Prompt: In the entries below, the lines from the one with "barcodes and features." through the one with "use crate::pipeline::hexbin::features::FeatureSet;" are to be copied exactly; both ends count.

Records provided:
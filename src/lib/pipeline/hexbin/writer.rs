//! Streaming output of unit barcodes and MatrixMarket triplets.
//!
//! Everything is written to temporaries next to the final paths. The matrix
//! body is kept as plain text until [`UnitSink::finalize`] knows the number of
//! units, then the header and body are compressed into a second temporary.
//! Only once that is complete are the temporaries renamed, matrix first, then
//! barcodes and features. Dropping a sink, or failing inside `finalize`, removes
//! every temporary that was not yet renamed.

use crate::core::error::Result;
use crate::core::fs::{prefixed_path, sibling_dir};
use crate::core::io::gz_writer;
use crate::core::sparse::SparseMatrixExt;
use crate::pipeline::hexbin::features::FeatureSet;
use gzp::ZWriter;
use log::{debug, info};
use nalgebra_sparse::CsrMatrix;
use std::fs::File;
use std::io::{self, BufReader, BufWriter, Write};
use std::path::{Path, PathBuf};
use tempfile::NamedTempFile;

pub const BARCODE_SUFFIX: &str = "barcode.tsv.gz";
pub const MATRIX_SUFFIX: &str = "matrix.mtx.gz";
pub const FEATURE_SUFFIX: &str = "features.tsv.gz";

const MATRIX_BANNER: &str = "%%MatrixMarket matrix coordinate integer general";

/// Final dimensions of a finished run.
#[derive(Debug, Clone, PartialEq, Eq)]
pub struct SinkSummary {
    pub n_units: u64,
    pub n_features: usize,
    pub n_entries: u64,
    pub total_molecules: u64,
    pub barcode_path: PathBuf,
    pub matrix_path: PathBuf,
    /// Set when features were staged with [`UnitSink::write_features`].
    pub features_path: Option<PathBuf>,
}

/// Owner of the global unit counter and of the open output streams.
pub struct UnitSink {
    n_units: u64,
    n_entries: u64,
    precision: usize,
    threads: usize,
    compression_level: u32,
    barcode_path: PathBuf,
    matrix_path: PathBuf,
    features_path: PathBuf,
    features_tmp: Option<NamedTempFile>,
    barcode_tmp: NamedTempFile,
    barcodes: Box<dyn ZWriter>,
    body_tmp: NamedTempFile,
    body: BufWriter<File>,
}

impl UnitSink {
    /// Open temporaries for `<prefix>barcode.tsv.gz` and `<prefix>matrix.mtx.gz`.
    ///
    /// Existing files at the final paths are left untouched until `finalize`.
    pub fn create(
        prefix: &str,
        precision: usize,
        threads: usize,
        compression_level: u32,
    ) -> Result<Self> {
        let barcode_path = prefixed_path(prefix, BARCODE_SUFFIX);
        let matrix_path = prefixed_path(prefix, MATRIX_SUFFIX);
        let features_path = prefixed_path(prefix, FEATURE_SUFFIX);

        let barcode_tmp = temp_beside(&barcode_path, ".barcode")?;
        let barcodes = gz_writer(barcode_tmp.reopen()?, threads, compression_level);
        let body_tmp = temp_beside(&matrix_path, ".matrix-body")?;
        let body = BufWriter::with_capacity(1 << 20, body_tmp.reopen()?);
        debug!(
            "Streaming matrix body to {:?}, barcodes to {:?}",
            body_tmp.path(),
            barcode_tmp.path()
        );

        Ok(Self {
            n_units: 0,
            n_entries: 0,
            precision,
            threads,
            compression_level,
            barcode_path,
            matrix_path,
            features_path,
            features_tmp: None,
            barcode_tmp,
            barcodes,
            body_tmp,
            body,
        })
    }

    /// Units written so far; the next unit gets id `n_units() + 1`.
    #[inline]
    pub fn n_units(&self) -> u64 {
        self.n_units
    }

    #[inline]
    pub fn n_entries(&self) -> u64 {
        self.n_entries
    }

    /// Stage `<prefix>features.tsv.gz`; it is renamed into place by [`finalize`](Self::finalize).
    pub fn write_features(&mut self, features: &FeatureSet) -> Result<()> {
        let tmp = temp_beside(&self.features_path, ".features")?;
        features.write_tsv(tmp.path(), self.threads, self.compression_level)?;
        self.features_tmp = Some(tmp);
        Ok(())
    }

    /// Write `<id>_<X>_<Y>` for units that will be appended next, ids counted from the
    /// current counter.
    pub fn write_barcodes(&mut self, centroids: &[(f64, f64)]) -> Result<()> {
        let p = self.precision;
        for (i, &(x, y)) in centroids.iter().enumerate() {
            let id = self.n_units + i as u64 + 1;
            writeln!(self.barcodes, "{}_{:.*}_{:.*}", id, p, x, p, y)?;
        }
        Ok(())
    }

    /// Append a unit-by-gene block as `<gene> <unit> <value>` lines and advance the counter
    /// by its row count. Explicit zeros are skipped.
    pub fn write_block(&mut self, block: &CsrMatrix<u32>) -> Result<usize> {
        let triplets = block.nonzero_triplets();
        for &(row, col, value) in &triplets {
            writeln!(
                self.body,
                "{} {} {}",
                col + 1,
                self.n_units + row as u64 + 1,
                value
            )?;
        }
        let written = triplets.len();
        self.n_units += block.nrows() as u64;
        self.n_entries += written as u64;
        Ok(written)
    }

    /// Write the header `<n_features> <n_units> <total_molecules>` ahead of the body and
    /// move every artifact into place.
    pub fn finalize(self, n_features: usize, total_molecules: u64) -> Result<SinkSummary> {
        let UnitSink {
            n_units,
            n_entries,
            threads,
            compression_level,
            barcode_path,
            matrix_path,
            features_path,
            features_tmp,
            barcode_tmp,
            mut barcodes,
            body_tmp,
            mut body,
            ..
        } = self;

        barcodes.finish()?;
        drop(barcodes);
        body.flush()?;
        drop(body);

        let matrix_tmp = temp_beside(&matrix_path, ".matrix")?;
        {
            let mut out = gz_writer(matrix_tmp.reopen()?, threads, compression_level);
            writeln!(out, "{}", MATRIX_BANNER)?;
            writeln!(out, "%")?;
            writeln!(out, "{} {} {}", n_features, n_units, total_molecules)?;
            let mut reader = BufReader::with_capacity(1 << 20, body_tmp.reopen()?);
            io::copy(&mut reader, &mut out)?;
            out.finish()?;
        }
        drop(body_tmp);

        matrix_tmp.persist(&matrix_path)?;
        barcode_tmp.persist(&barcode_path)?;
        let features_path = match features_tmp {
            Some(tmp) => {
                tmp.persist(&features_path)?;
                Some(features_path)
            }
            None => None,
        };

        info!(
            "Wrote {} units × {} features ({} nonzeros) to {:?}",
            n_units, n_features, n_entries, matrix_path
        );

        Ok(SinkSummary {
            n_units,
            n_features,
            n_entries,
            total_molecules,
            barcode_path,
            matrix_path,
            features_path,
        })
    }
}

fn temp_beside(target: &Path, tag: &str) -> Result<NamedTempFile> {
    let stem = target
        .file_name()
        .and_then(|n| n.to_str())
        .unwrap_or("hexsge");
    Ok(tempfile::Builder::new()
        .prefix(&format!(".{}{}", stem, tag))
        .suffix(".tmp")
        .tempfile_in(sibling_dir(target))?)
}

Written response:
//! barcodes and features. Dropping a sink, or failing inside `finalize`, removes
//! every temporary that was not yet renamed.

use crate::core::error::Result;
use crate::core::fs::{prefixed_path, sibling_dir};
use crate::core::io::gz_writer;
use crate::core::sparse::SparseMatrixExt;
use crate::pipeline::hexbin::features::FeatureSet;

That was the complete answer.